The newest addition to the Surry County Board of Commissioners formally took his post Monday evening and immediately faced a $225,000 decision.
Commissioner Larry Johnson, 64, who will fill the unexpired term of Mount Airy District Commissioner Jimmy Miller before assuming the full term to which he was elected, was sworn into office by Superior Court Judge A. Moses Massey at the county board’s meeting at Elkin High School.
“This board is adding another person of great character and integrity to the board,” said Massey, who attends church with Johnson.
Johnson was appointed to fill the remainder of Miller’s term at a budget workshop last week. Miller’s resignation was effective on March 31.

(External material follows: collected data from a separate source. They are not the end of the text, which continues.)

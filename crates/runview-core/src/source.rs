//! Local artifact-directory source.
//!
//! Assembles the same payload the external data endpoint serves, by reading
//! the three well-known artifact files straight from a run directory. Missing
//! files yield empty sections; a file that exists but cannot be parsed is an
//! error, because silently showing half a run is worse than failing.

use std::path::{Path, PathBuf};
use std::sync::OnceLock;

use regex::Regex;
use serde_json::{Map, Value};
use tracing::debug;

use crate::error::{ViewerError, ViewerResult};
use crate::types::{FilePresence, MetricEvent, PredictionTable, Row, RunPayload};

/// Append-ordered metric event log, one JSON object per line.
pub const METRICS_FILE: &str = "metrics.jsonl";

/// Validation prediction samples.
pub const PREDICTIONS_FILE: &str = "preds_val.csv";

/// Probe-summary document, rendered verbatim.
pub const PROBE_FILE: &str = "probe_ethnicity.json";

/// Row cap applied when the caller does not ask for one.
pub const DEFAULT_MAX_PREDICTION_ROWS: u32 = 500;

/// Hard ceiling on the row cap.
pub const MAX_PREDICTION_ROWS: u32 = 5000;

/// A resolved run directory.
#[derive(Debug, Clone)]
pub struct ArtifactDir {
    root: PathBuf,
    configured: String,
}

impl ArtifactDir {
    /// Resolve a configured path into an existing run directory.
    ///
    /// Expands a leading `~`, converts Windows drive paths to their WSL
    /// mount equivalents when running on POSIX, and canonicalizes.
    pub fn resolve(configured: &str) -> ViewerResult<Self> {
        let normalized = normalize_artifact_path(configured);
        let expanded = expand_home(&normalized);

        let root = expanded.canonicalize().map_err(|e| ViewerError::Source {
            message: format!("configured path {} cannot be resolved: {}", expanded.display(), e),
        })?;

        if !root.is_dir() {
            return Err(ViewerError::Source {
                message: format!("configured path {} is not a directory", root.display()),
            });
        }

        Ok(Self {
            root,
            configured: configured.to_string(),
        })
    }

    /// The resolved directory.
    pub fn root(&self) -> &Path {
        &self.root
    }

    /// Read the artifact files into a payload.
    ///
    /// The row cap defaults to [`DEFAULT_MAX_PREDICTION_ROWS`] and is
    /// clamped to `1..=MAX_PREDICTION_ROWS`.
    pub fn load(&self, max_prediction_rows: Option<u32>) -> ViewerResult<RunPayload> {
        let cap = max_prediction_rows
            .unwrap_or(DEFAULT_MAX_PREDICTION_ROWS)
            .clamp(1, MAX_PREDICTION_ROWS) as usize;

        debug!(root = %self.root.display(), cap = cap, "loading artifact directory");

        let metrics_path = self.root.join(METRICS_FILE);
        let predictions_path = self.root.join(PREDICTIONS_FILE);
        let probe_path = self.root.join(PROBE_FILE);

        let files = FilePresence {
            metrics: metrics_path.exists(),
            predictions: predictions_path.exists(),
            probe: probe_path.exists(),
        };

        Ok(RunPayload {
            base_path: Some(self.root.display().to_string()),
            configured_path: Some(self.configured.clone()),
            metrics: Some(load_metrics_file(&metrics_path)?),
            predictions: Some(load_predictions_file(&predictions_path, cap)?),
            probe: Some(load_probe_file(&probe_path)?),
            files: Some(files),
        })
    }
}

fn load_metrics_file(path: &Path) -> ViewerResult<Vec<MetricEvent>> {
    if !path.exists() {
        return Ok(Vec::new());
    }

    let content = read_artifact(path)?;
    let mut metrics = Vec::new();

    for line in content.lines() {
        let line = line.trim();
        if line.is_empty() {
            continue;
        }
        let event: MetricEvent =
            serde_json::from_str(line).map_err(|e| ViewerError::Source {
                message: format!("unable to parse metrics file {}: {}", METRICS_FILE, e),
            })?;
        metrics.push(event);
    }

    Ok(metrics)
}

fn load_predictions_file(path: &Path, cap: usize) -> ViewerResult<PredictionTable> {
    if !path.exists() {
        return Ok(PredictionTable {
            columns: Some(Vec::new()),
            rows: Some(Vec::new()),
        });
    }

    let content = read_artifact(path)?;
    let mut lines = content.lines().map(|l| l.trim_end_matches('\r'));

    let columns: Vec<String> = match lines.next() {
        Some(header) if !header.is_empty() => split_csv_record(header),
        _ => Vec::new(),
    };

    let mut rows: Vec<Row> = Vec::new();
    for line in lines {
        if line.is_empty() {
            continue;
        }
        let fields = split_csv_record(line);
        let mut row = Map::new();
        for (column, field) in columns.iter().zip(fields) {
            row.insert(column.clone(), Value::String(field));
        }
        rows.push(row);
        if rows.len() >= cap {
            break;
        }
    }

    Ok(PredictionTable {
        columns: Some(columns),
        rows: Some(rows),
    })
}

fn load_probe_file(path: &Path) -> ViewerResult<Map<String, Value>> {
    if !path.exists() {
        return Ok(Map::new());
    }

    let content = read_artifact(path)?;
    serde_json::from_str(&content).map_err(|e| ViewerError::Source {
        message: format!("unable to parse probe file {}: {}", PROBE_FILE, e),
    })
}

fn read_artifact(path: &Path) -> ViewerResult<String> {
    std::fs::read_to_string(path).map_err(|e| ViewerError::Source {
        message: format!("unable to read {}: {}", path.display(), e),
    })
}

/// Split one CSV record, honoring double-quoted fields and `""` escapes.
///
/// Records never span lines in the artifact files this loader reads.
fn split_csv_record(line: &str) -> Vec<String> {
    let mut fields = Vec::new();
    let mut field = String::new();
    let mut in_quotes = false;
    let mut chars = line.chars().peekable();

    while let Some(c) = chars.next() {
        match c {
            '"' if in_quotes => {
                if chars.peek() == Some(&'"') {
                    chars.next();
                    field.push('"');
                } else {
                    in_quotes = false;
                }
            }
            '"' if field.is_empty() => in_quotes = true,
            ',' if !in_quotes => fields.push(std::mem::take(&mut field)),
            _ => field.push(c),
        }
    }
    fields.push(field);
    fields
}

/// Convert Windows-style drive paths (`C:\Users\...`) to their WSL-mounted
/// equivalents when running in a POSIX environment. Helps when the path was
/// configured from a Windows shell but the viewer runs under WSL.
fn normalize_artifact_path(raw: &str) -> String {
    if cfg!(windows) {
        return raw.to_string();
    }

    static DRIVE: OnceLock<Regex> = OnceLock::new();
    let pattern = DRIVE
        .get_or_init(|| Regex::new(r"^(?P<drive>[a-zA-Z]):[\\/](?P<rest>.*)$").expect("drive pattern"));

    match pattern.captures(raw) {
        Some(caps) => {
            let drive = caps["drive"].to_lowercase();
            let rest = caps["rest"].replace('\\', "/");
            format!("/mnt/{}/{}", drive, rest)
        }
        None => raw.to_string(),
    }
}

fn expand_home(path: &str) -> PathBuf {
    if let Some(rest) = path.strip_prefix("~/") {
        if let Some(home) = dirs::home_dir() {
            return home.join(rest);
        }
    } else if path == "~" {
        if let Some(home) = dirs::home_dir() {
            return home;
        }
    }
    PathBuf::from(path)
}

#[cfg(test)]
mod tests {
    use super::*;

    #[test]
    fn test_split_csv_record_plain() {
        assert_eq!(split_csv_record("id,y_true,y_prob"), vec!["id", "y_true", "y_prob"]);
        assert_eq!(split_csv_record("1,0,0.12"), vec!["1", "0", "0.12"]);
    }

    #[test]
    fn test_split_csv_record_quoted() {
        assert_eq!(
            split_csv_record(r#"1,"a, b","say ""hi"""#),
            vec!["1", "a, b", r#"say "hi""#]
        );
        assert_eq!(split_csv_record("a,,c"), vec!["a", "", "c"]);
        assert_eq!(split_csv_record("trailing,"), vec!["trailing", ""]);
    }

    #[test]
    fn test_normalize_windows_drive_path() {
        if cfg!(windows) {
            return;
        }
        assert_eq!(
            normalize_artifact_path(r"C:\Users\me\runs"),
            "/mnt/c/Users/me/runs"
        );
        assert_eq!(normalize_artifact_path("D:/data/run1"), "/mnt/d/data/run1");
        assert_eq!(normalize_artifact_path("/already/posix"), "/already/posix");
        assert_eq!(normalize_artifact_path("relative/path"), "relative/path");
    }
}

He had beaten Miller and three others in the Republican primary for the post and faces no opposition in the general election in November.
Almost immediately after signing his oath of office, Johnson and fellow commissioners were hit with large funding requests from county government officials.
Parks and Recreation Director Daniel White came before commissioners asking for the authority to apply for two grants — a N.C. Clean Water Management grant and a Parks and Recreation Trust Fund (PARTF) grant.
White explained $225,000 would be needed to match the funds associated with the Clean Water grant, which would be used for a stream restoration at Fisher River Park. The Clean Water monies also could be used as a match and as leverage for attaining the PARTF grant, which would go toward general park projects such as a disk golf course and bathroom renovations.
“The budget impact is $75,000 for the next three years,” clarified County Manager Chris Knopf as conversation developed.
“There’s a major need for stream restoration,” said White, who added about 50 feet of property along the bank of the river had been lost as a result of erosion. A canoe access point also was lost when a flood recently occurred.
According to White, issues also could arise regarding water quality as a result of additional sediment in the river.
Commissioner Larry Phillips, who noted he’s not against restoring the stream, said he was concerned about the impacts on the budget and Surry County’s development of a long-term financial plan.
“We are fixing to make real moves in developing a long-term financial strategy,” explained Phillips. “My issue is with timing here.”
Phillips went on to say he’s concerned about getting the financial strategy “to a point of finality” while considering individual requests for funding both large and small.
“If this board is going to fix this, this is about as soft a budgetary impact as we are going to get,” countered Commissioner Eddie Harris. “There are huge looming questions, but I think for the short-term we are going to continually be forced to deal with matters like this.”
Harris went on to offer possible sales tax and property tax increases as matters the board may be forced to consider in the future.
Harris said the board has considered the stream restoration for the past four to five years, and he advocated to put the issue to bed.
“I think it’s tonight or never for this project,” said Harris, as he noted the county’s financial position is unlikely to change drastically in a positive direction throughout the course of the next few years.
Board Chairman Buck Golding shared Phillips budgetary concerns, along with others.
“That’s a lot of money one way or another,” said Golding. “It may work, and it may not. The river could just meander with the next flood. It’s not that urgent to fix this.”
Johnson noted the projects in whole should attract people to Surry County, and the Clean Water grant would position the county to gain “free money” from the PARTF grant.
“Naturally, it’s going to bring in more people,” said the board’s newest member.
In the end, Commissioner Van Tucker offered a motion to table White’s request.
“I love streams as much as anybody,” explained Tucker. “I’m kind of a get-out-and-touch-it person. Let’s take this up at our next earliest convenience.”
Thursday evening — likely after Tucker takes a trip to Fisher River Park — the board will hold a budget workshop, in which it may well continue consideration of White’s request.
As part of the county’s long-term financial strategy, commissioners asked for a report on the capital needs in county government.
At the behest of Facilities Director Don Mitchell, board members unanimously agreed to hire a company to perform the study. At a cost of nearly $50,000, the board opted to hire FacilityDude, a company based in Cary.
The company will perform an initial review of the county’s capital needs. However, Mitchell said the contract also will allow the county to use the company’s software, which includes a means of tracking work orders and scheduling maintenance.
Mitchell said the company comes with the best of reviews, noting he spoke with surrounding counties which use the company and Surry Community College.
“We have our own system of tracking those needs, but this is a much more enhanced system,” explained Mitchell. “I’ve gotten really good feedback from everybody I’ve talked to.”
The board recessed and will reconvene Thursday at 5 p.m. at the Surry County Government Center located at 118 Hamby Road in Dobson. That evening commissioners will hear the funding requests of the county’s three school systems, the community college and the Mount Airy-Surry County Airport Authority.